Records from a data collection
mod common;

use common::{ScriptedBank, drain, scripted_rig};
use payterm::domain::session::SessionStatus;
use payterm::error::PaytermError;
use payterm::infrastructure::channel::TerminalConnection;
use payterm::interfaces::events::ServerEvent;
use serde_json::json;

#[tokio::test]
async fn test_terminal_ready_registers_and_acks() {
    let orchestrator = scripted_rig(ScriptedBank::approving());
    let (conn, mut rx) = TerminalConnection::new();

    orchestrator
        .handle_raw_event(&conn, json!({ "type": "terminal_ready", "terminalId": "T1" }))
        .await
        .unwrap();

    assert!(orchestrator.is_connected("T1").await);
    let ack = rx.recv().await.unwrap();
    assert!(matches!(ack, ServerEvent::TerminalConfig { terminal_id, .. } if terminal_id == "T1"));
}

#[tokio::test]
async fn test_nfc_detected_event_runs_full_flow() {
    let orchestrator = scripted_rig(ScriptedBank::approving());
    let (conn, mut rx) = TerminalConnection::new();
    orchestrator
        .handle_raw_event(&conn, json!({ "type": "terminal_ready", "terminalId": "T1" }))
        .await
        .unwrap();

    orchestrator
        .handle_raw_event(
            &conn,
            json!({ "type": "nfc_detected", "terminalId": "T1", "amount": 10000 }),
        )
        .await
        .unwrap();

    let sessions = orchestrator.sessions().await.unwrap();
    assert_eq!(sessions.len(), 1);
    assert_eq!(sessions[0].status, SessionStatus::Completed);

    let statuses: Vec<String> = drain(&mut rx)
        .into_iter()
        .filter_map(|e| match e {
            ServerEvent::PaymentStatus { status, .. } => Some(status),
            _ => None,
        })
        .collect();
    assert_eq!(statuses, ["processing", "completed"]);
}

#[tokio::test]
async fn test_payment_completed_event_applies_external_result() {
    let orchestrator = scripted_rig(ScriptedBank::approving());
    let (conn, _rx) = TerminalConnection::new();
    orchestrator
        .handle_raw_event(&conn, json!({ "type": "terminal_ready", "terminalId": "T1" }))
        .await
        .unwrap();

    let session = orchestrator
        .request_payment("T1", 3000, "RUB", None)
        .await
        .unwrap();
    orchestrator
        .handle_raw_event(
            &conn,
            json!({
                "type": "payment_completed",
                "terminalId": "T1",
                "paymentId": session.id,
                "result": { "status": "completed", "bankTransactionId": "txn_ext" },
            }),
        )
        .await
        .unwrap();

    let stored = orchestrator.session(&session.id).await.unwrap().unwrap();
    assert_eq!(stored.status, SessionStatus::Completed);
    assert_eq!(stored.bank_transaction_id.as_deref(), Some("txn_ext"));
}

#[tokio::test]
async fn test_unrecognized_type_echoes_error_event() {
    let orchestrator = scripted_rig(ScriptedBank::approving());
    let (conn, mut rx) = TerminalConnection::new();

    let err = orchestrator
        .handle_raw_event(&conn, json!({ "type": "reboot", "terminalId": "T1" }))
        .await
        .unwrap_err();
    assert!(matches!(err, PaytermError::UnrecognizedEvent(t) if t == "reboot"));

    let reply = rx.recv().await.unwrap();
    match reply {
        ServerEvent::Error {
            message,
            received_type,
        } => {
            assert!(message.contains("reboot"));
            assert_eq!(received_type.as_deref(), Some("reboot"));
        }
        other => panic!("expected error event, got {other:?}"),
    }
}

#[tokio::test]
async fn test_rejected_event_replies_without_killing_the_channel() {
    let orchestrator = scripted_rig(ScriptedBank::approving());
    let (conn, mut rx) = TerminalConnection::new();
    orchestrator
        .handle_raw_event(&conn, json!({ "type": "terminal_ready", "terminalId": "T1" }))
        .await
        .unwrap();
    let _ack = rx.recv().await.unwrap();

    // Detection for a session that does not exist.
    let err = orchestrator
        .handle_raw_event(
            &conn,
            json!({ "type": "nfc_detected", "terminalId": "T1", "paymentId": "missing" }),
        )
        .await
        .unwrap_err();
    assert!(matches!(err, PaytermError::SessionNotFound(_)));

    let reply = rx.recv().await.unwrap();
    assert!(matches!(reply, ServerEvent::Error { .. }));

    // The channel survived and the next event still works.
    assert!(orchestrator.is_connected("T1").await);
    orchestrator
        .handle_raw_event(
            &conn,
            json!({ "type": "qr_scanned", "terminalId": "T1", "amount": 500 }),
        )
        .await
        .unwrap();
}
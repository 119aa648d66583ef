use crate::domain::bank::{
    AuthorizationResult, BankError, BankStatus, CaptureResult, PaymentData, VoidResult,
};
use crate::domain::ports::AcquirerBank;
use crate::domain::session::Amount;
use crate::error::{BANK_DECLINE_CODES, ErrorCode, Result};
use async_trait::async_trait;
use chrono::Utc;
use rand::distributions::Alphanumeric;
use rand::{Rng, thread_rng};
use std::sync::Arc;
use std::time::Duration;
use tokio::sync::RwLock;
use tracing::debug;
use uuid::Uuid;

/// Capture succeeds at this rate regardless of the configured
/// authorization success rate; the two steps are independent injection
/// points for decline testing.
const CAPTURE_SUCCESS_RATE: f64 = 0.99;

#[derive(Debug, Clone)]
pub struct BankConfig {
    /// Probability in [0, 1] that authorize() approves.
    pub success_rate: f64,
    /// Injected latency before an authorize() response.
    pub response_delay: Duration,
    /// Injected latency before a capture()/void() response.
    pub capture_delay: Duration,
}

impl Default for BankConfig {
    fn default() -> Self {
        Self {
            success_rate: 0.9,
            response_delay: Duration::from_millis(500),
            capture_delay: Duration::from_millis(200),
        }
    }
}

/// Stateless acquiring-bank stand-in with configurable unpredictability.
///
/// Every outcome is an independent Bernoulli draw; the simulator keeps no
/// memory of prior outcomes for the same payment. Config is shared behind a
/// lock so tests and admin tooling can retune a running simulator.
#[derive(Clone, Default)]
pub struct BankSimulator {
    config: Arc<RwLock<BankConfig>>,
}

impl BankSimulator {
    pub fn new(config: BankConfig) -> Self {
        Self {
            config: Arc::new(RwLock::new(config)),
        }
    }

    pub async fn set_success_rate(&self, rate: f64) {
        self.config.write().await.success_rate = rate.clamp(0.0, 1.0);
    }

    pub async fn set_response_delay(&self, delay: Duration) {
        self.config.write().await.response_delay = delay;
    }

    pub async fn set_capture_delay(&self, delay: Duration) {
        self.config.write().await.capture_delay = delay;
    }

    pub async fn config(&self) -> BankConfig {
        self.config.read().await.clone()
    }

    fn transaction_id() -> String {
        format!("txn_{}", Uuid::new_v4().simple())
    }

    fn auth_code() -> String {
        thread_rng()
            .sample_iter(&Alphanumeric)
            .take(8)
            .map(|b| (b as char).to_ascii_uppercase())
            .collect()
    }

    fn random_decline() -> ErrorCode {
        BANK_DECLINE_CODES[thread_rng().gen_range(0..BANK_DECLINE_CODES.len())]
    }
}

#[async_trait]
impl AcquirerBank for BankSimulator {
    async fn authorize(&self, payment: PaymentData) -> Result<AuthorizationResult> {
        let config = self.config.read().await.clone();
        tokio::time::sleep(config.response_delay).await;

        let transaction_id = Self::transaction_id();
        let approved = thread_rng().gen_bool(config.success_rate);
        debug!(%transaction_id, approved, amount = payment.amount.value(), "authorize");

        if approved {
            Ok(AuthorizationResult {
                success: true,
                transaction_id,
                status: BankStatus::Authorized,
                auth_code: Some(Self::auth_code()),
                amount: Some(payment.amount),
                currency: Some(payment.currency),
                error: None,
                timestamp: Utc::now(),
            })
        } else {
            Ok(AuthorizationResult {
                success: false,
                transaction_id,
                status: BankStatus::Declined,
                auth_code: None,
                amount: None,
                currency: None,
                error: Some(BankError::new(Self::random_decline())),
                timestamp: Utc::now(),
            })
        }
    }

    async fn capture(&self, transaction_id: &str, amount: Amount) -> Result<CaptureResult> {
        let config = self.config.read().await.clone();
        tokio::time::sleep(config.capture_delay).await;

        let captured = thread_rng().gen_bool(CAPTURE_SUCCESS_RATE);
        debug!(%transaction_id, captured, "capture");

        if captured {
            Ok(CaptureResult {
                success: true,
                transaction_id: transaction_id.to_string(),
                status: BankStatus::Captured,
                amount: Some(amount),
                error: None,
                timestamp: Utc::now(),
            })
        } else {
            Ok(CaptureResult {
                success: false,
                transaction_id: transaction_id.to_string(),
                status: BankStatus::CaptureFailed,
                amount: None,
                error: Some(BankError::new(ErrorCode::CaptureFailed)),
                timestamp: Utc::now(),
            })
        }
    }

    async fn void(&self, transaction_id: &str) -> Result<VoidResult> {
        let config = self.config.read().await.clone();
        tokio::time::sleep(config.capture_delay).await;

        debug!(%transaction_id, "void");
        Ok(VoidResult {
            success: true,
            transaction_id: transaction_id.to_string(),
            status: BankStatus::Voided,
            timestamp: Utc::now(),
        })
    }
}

- YOUR OBJECTIVE:
Repeat exactly, please, each line from the beginning of the data through the line with "async fn test_terminal_ready_registers_and_acks()" in it, and only those lines.

- RESULT BELOW:
mod common;

use common::{ScriptedBank, drain, scripted_rig};
use payterm::domain::session::SessionStatus;
use payterm::error::PaytermError;
use payterm::infrastructure::channel::TerminalConnection;
use payterm::interfaces::events::ServerEvent;
use serde_json::json;

#[tokio::test]
async fn test_terminal_ready_registers_and_acks() {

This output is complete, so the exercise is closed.